• _Problem to work on_
Retype all of the records precisely.

• _Data provided_
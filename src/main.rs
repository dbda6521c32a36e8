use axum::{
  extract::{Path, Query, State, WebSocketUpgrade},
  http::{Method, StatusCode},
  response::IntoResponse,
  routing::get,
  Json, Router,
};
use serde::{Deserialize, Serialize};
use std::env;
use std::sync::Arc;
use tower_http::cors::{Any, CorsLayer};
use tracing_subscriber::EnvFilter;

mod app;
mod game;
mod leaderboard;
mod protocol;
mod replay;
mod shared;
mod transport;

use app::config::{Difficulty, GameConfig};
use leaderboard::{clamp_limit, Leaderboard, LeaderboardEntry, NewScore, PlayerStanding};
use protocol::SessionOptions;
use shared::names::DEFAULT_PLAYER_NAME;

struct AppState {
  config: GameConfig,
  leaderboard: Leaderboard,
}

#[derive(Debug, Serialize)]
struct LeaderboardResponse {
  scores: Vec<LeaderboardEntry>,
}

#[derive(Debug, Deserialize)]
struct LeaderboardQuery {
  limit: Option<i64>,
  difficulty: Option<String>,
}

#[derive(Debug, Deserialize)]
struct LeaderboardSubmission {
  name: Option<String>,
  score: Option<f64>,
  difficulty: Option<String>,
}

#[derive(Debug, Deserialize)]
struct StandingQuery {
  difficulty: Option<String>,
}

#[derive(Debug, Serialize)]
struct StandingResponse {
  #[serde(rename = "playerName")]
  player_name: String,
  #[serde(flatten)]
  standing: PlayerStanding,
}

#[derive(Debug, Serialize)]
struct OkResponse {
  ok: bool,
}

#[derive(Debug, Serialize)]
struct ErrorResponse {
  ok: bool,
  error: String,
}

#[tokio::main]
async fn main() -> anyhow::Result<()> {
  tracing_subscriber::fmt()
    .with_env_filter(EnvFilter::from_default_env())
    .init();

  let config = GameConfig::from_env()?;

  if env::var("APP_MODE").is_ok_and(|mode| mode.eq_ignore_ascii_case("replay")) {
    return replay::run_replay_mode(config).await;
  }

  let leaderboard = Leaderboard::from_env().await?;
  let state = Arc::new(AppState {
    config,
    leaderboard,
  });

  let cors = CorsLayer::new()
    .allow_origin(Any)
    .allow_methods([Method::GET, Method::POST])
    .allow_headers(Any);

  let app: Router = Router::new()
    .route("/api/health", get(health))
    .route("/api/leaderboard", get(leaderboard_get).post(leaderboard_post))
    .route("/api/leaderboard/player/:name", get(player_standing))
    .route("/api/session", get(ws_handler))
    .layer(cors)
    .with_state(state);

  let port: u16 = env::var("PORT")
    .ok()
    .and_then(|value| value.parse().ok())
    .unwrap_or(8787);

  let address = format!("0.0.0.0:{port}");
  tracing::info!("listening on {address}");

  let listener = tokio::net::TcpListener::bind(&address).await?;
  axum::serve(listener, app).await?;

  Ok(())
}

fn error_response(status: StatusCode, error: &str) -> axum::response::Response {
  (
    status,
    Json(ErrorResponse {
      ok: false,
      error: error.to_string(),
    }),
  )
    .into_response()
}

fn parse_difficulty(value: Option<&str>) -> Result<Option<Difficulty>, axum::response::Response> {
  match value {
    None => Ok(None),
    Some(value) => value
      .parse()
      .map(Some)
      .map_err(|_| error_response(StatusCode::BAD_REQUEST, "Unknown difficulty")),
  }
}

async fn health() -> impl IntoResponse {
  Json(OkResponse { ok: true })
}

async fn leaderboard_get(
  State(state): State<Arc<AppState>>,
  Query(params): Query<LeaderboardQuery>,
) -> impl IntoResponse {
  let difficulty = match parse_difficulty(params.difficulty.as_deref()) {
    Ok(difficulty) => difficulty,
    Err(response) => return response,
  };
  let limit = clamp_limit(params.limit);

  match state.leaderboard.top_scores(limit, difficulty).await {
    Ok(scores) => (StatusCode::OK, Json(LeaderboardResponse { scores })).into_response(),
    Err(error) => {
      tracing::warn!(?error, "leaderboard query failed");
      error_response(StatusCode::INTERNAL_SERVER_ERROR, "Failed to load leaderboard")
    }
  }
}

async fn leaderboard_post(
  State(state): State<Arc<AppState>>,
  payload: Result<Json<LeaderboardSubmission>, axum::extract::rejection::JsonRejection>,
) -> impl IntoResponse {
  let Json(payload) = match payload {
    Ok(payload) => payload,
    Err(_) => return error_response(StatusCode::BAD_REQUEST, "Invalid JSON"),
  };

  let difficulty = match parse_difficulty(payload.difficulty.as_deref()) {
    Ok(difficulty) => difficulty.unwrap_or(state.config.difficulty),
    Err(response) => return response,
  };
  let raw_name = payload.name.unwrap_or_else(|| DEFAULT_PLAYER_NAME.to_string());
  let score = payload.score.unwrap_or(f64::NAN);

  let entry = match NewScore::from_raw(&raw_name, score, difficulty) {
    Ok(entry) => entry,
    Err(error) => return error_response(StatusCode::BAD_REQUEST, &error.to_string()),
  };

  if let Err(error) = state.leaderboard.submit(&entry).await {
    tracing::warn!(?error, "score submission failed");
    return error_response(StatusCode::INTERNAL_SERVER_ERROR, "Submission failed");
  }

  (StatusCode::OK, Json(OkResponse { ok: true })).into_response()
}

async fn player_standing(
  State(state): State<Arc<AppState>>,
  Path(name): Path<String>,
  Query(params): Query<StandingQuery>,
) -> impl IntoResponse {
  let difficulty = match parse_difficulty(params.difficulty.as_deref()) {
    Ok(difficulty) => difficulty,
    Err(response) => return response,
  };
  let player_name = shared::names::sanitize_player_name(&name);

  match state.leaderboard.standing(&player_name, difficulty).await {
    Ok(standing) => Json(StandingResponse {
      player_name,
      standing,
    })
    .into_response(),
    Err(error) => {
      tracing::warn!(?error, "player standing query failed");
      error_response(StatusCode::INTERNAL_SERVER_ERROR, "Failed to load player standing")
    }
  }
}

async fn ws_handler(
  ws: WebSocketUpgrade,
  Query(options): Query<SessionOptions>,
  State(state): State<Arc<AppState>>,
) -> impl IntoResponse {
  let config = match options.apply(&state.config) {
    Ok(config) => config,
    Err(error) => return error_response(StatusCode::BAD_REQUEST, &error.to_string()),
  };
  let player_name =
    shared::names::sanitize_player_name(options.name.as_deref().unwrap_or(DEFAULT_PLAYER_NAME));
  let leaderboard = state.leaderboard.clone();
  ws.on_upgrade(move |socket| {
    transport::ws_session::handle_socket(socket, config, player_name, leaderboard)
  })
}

• _The answer_
filename src/main.rs
repository dbda6521c32a36e8
use axum::{
  extract::{Path, Query, State, WebSocketUpgrade},
  http::{Method, StatusCode},
  response::IntoResponse,
  routing::get,
  Json, Router,
};
use serde::{Deserialize, Serialize};
use std::env;
use std::sync::Arc;
use tower_http::cors::{Any, CorsLayer};
use tracing_subscriber::EnvFilter;

mod app;
mod game;
mod leaderboard;
mod protocol;
mod replay;
mod shared;
mod transport;

use app::config::{Difficulty, GameConfig};
use leaderboard::{clamp_limit, Leaderboard, LeaderboardEntry, NewScore, PlayerStanding};
use protocol::SessionOptions;
use shared::names::DEFAULT_PLAYER_NAME;

struct AppState {
  config: GameConfig,
  leaderboard: Leaderboard,
}

#[derive(Debug, Serialize)]
struct LeaderboardResponse {
  scores: Vec<LeaderboardEntry>,
}

#[derive(Debug, Deserialize)]
struct LeaderboardQuery {
  limit: Option<i64>,
  difficulty: Option<String>,
}

#[derive(Debug, Deserialize)]
struct LeaderboardSubmission {
  name: Option<String>,
  score: Option<f64>,
  difficulty: Option<String>,
}

#[derive(Debug, Deserialize)]
struct StandingQuery {
  difficulty: Option<String>,
}

#[derive(Debug, Serialize)]
struct StandingResponse {
  #[serde(rename = "playerName")]
  player_name: String,
  #[serde(flatten)]
  standing: PlayerStanding,
}

#[derive(Debug, Serialize)]
struct OkResponse {
  ok: bool,
}

#[derive(Debug, Serialize)]
struct ErrorResponse {
  ok: bool,
  error: String,
}

#[tokio::main]
async fn main() -> anyhow::Result<()> {
  tracing_subscriber::fmt()
    .with_env_filter(EnvFilter::from_default_env())
    .init();

  let config = GameConfig::from_env()?;

  if env::var("APP_MODE").is_ok_and(|mode| mode.eq_ignore_ascii_case("replay")) {
    return replay::run_replay_mode(config).await;
  }

  let leaderboard = Leaderboard::from_env().await?;
  let state = Arc::new(AppState {
    config,
    leaderboard,
  });

  let cors = CorsLayer::new()
    .allow_origin(Any)
    .allow_methods([Method::GET, Method::POST])
    .allow_headers(Any);

  let app: Router = Router::new()
    .route("/api/health", get(health))
    .route("/api/leaderboard", get(leaderboard_get).post(leaderboard_post))
    .route("/api/leaderboard/player/:name", get(player_standing))
    .route("/api/session", get(ws_handler))
    .layer(cors)
    .with_state(state);

  let port: u16 = env::var("PORT")
    .ok()
    .and_then(|value| value.parse().ok())
    .unwrap_or(8787);

  let address = format!("0.0.0.0:{port}");
  tracing::info!("listening on {address}");

  let listener = tokio::net::TcpListener::bind(&address).await?;
  axum::serve(listener, app).await?;

  Ok(())
}

fn error_response(status: StatusCode, error: &str) -> axum::response::Response {
  (
    status,
    Json(ErrorResponse {
      ok: false,
      error: error.to_string(),
    }),
  )
    .into_response()
}

fn parse_difficulty(value: Option<&str>) -> Result<Option<Difficulty>, axum::response::Response> {
  match value {
    None => Ok(None),
    Some(value) => value
      .parse()
      .map(Some)
      .map_err(|_| error_response(StatusCode::BAD_REQUEST, "Unknown difficulty")),
  }
}

async fn health() -> impl IntoResponse {
  Json(OkResponse { ok: true })
}

async fn leaderboard_get(
  State(state): State<Arc<AppState>>,
  Query(params): Query<LeaderboardQuery>,
) -> impl IntoResponse {
  let difficulty = match parse_difficulty(params.difficulty.as_deref()) {
    Ok(difficulty) => difficulty,
    Err(response) => return response,
  };
  let limit = clamp_limit(params.limit);

  match state.leaderboard.top_scores(limit, difficulty).await {
    Ok(scores) => (StatusCode::OK, Json(LeaderboardResponse { scores })).into_response(),
    Err(error) => {
      tracing::warn!(?error, "leaderboard query failed");
      error_response(StatusCode::INTERNAL_SERVER_ERROR, "Failed to load leaderboard")
    }
  }
}

async fn leaderboard_post(
  State(state): State<Arc<AppState>>,
  payload: Result<Json<LeaderboardSubmission>, axum::extract::rejection::JsonRejection>,
) -> impl IntoResponse {
  let Json(payload) = match payload {
    Ok(payload) => payload,
    Err(_) => return error_response(StatusCode::BAD_REQUEST, "Invalid JSON"),
  };

  let difficulty = match parse_difficulty(payload.difficulty.as_deref()) {
    Ok(difficulty) => difficulty.unwrap_or(state.config.difficulty),
    Err(response) => return response,
  };
  let raw_name = payload.name.unwrap_or_else(|| DEFAULT_PLAYER_NAME.to_string());
  let score = payload.score.unwrap_or(f64::NAN);

  let entry = match NewScore::from_raw(&raw_name, score, difficulty) {
    Ok(entry) => entry,
    Err(error) => return error_response(StatusCode::BAD_REQUEST, &error.to_string()),
  };

  if let Err(error) = state.leaderboard.submit(&entry).await {
    tracing::warn!(?error, "score submission failed");
    return error_response(StatusCode::INTERNAL_SERVER_ERROR, "Submission failed");
  }

  (StatusCode::OK, Json(OkResponse { ok: true })).into_response()
}

async fn player_standing(
  State(state): State<Arc<AppState>>,
  Path(name): Path<String>,
  Query(params): Query<StandingQuery>,
) -> impl IntoResponse {
  let difficulty = match parse_difficulty(params.difficulty.as_deref()) {
    Ok(difficulty) => difficulty,
    Err(response) => return response,
  };
  let player_name = shared::names::sanitize_player_name(&name);

  match state.leaderboard.standing(&player_name, difficulty).await {
    Ok(standing) => Json(StandingResponse {
      player_name,
      standing,
    })
    .into_response(),
    Err(error) => {
      tracing::warn!(?error, "player standing query failed");
      error_response(StatusCode::INTERNAL_SERVER_ERROR, "Failed to load player standing")
    }
  }
}

async fn ws_handler(
  ws: WebSocketUpgrade,
  Query(options): Query<SessionOptions>,
  State(state): State<Arc<AppState>>,
) -> impl IntoResponse {
  let config = match options.apply(&state.config) {
    Ok(config) => config,
    Err(error) => return error_response(StatusCode::BAD_REQUEST, &error.to_string()),
  };
  let player_name =
    shared::names::sanitize_player_name(options.name.as_deref().unwrap_or(DEFAULT_PLAYER_NAME));
  let leaderboard = state.leaderboard.clone();
  ws.on_upgrade(move |socket| {
    transport::ws_session::handle_socket(socket, config, player_name, leaderboard)
  })
}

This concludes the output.